Give the number of lines in these entries that contain the string "usize", with no further comment.

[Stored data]
************

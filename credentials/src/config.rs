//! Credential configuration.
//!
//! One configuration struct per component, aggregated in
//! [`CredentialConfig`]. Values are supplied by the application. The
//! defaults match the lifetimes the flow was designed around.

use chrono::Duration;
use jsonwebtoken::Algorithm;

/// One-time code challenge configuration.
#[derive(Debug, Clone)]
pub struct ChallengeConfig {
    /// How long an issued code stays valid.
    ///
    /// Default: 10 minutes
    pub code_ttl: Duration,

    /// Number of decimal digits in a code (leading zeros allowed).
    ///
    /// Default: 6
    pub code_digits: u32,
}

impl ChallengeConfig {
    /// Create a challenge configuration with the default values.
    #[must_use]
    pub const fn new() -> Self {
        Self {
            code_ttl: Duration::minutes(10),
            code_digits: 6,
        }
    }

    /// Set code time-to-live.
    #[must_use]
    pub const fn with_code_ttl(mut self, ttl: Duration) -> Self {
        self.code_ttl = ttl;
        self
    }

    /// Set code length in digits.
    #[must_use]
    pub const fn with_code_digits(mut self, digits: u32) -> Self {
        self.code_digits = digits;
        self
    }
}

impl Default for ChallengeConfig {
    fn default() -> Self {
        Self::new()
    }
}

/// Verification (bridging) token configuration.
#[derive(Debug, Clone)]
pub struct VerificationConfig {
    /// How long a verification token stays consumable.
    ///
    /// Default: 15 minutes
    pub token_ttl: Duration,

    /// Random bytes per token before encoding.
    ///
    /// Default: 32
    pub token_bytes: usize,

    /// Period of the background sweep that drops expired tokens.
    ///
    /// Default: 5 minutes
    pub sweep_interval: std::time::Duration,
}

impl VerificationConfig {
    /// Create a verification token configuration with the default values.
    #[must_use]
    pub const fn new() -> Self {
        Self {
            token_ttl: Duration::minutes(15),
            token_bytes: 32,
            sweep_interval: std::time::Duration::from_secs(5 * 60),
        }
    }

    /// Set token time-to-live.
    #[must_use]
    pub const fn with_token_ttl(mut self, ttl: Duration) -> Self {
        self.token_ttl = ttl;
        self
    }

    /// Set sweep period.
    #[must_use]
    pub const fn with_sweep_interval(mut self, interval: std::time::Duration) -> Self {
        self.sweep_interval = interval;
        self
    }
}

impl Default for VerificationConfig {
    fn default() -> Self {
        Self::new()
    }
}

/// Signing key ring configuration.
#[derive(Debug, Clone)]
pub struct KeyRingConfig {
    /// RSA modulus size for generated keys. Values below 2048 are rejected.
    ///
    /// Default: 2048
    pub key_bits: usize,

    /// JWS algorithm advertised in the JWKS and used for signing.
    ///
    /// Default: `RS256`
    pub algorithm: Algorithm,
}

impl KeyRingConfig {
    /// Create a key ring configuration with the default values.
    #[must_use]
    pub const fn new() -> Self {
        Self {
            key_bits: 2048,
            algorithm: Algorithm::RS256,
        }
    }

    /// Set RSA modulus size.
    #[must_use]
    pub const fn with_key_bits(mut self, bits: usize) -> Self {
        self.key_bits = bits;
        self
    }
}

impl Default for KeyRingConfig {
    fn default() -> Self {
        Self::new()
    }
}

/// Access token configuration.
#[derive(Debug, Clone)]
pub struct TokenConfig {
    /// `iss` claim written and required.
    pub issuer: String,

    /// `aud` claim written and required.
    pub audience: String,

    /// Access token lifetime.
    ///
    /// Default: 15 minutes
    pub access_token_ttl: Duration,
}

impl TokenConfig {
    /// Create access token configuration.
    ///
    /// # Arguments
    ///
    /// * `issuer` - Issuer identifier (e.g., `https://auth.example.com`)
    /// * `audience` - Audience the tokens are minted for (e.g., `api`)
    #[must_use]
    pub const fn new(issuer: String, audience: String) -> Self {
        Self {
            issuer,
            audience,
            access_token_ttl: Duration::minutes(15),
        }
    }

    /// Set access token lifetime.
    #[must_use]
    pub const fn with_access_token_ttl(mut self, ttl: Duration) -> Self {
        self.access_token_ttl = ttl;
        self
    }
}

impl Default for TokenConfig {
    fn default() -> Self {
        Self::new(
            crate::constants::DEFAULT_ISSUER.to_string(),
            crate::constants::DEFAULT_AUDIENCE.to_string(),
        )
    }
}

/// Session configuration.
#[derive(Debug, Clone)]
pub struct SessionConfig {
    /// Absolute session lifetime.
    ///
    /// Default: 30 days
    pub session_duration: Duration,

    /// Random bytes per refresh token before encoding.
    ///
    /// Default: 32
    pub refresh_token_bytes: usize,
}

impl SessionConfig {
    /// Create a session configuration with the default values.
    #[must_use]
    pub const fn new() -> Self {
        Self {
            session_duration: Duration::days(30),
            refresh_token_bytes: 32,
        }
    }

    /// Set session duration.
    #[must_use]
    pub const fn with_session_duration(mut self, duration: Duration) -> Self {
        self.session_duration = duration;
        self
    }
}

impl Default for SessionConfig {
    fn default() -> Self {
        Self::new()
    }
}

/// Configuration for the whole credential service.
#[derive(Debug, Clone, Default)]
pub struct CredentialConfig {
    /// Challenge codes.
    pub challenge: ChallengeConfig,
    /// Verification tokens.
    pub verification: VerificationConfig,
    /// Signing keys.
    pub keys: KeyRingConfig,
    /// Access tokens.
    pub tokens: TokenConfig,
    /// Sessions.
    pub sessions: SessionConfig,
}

************

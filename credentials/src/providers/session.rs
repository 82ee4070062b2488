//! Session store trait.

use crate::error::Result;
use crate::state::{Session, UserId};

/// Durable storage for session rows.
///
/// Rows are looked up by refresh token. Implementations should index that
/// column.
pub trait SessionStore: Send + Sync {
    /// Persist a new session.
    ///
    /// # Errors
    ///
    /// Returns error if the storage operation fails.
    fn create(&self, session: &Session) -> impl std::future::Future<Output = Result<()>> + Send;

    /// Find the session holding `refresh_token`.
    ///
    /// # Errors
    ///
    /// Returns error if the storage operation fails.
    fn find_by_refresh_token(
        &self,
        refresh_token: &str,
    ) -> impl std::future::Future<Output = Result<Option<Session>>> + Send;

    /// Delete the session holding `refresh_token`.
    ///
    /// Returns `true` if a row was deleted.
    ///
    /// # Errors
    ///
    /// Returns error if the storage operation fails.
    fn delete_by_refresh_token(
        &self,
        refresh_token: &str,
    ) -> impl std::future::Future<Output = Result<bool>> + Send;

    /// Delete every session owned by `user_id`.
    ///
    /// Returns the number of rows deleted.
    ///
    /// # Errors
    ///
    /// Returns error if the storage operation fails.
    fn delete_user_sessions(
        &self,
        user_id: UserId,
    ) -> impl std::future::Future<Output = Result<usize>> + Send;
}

************

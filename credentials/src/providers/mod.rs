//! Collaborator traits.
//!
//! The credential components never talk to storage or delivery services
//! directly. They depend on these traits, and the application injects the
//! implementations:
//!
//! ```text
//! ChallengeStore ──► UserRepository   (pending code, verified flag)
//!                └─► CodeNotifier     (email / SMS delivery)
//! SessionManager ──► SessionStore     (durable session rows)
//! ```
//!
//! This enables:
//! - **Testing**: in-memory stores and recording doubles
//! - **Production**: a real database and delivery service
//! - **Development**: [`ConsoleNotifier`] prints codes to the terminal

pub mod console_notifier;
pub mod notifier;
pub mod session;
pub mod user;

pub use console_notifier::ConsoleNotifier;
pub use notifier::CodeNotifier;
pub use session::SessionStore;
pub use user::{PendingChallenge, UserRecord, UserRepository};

************

● **TASK RESPONSE**
5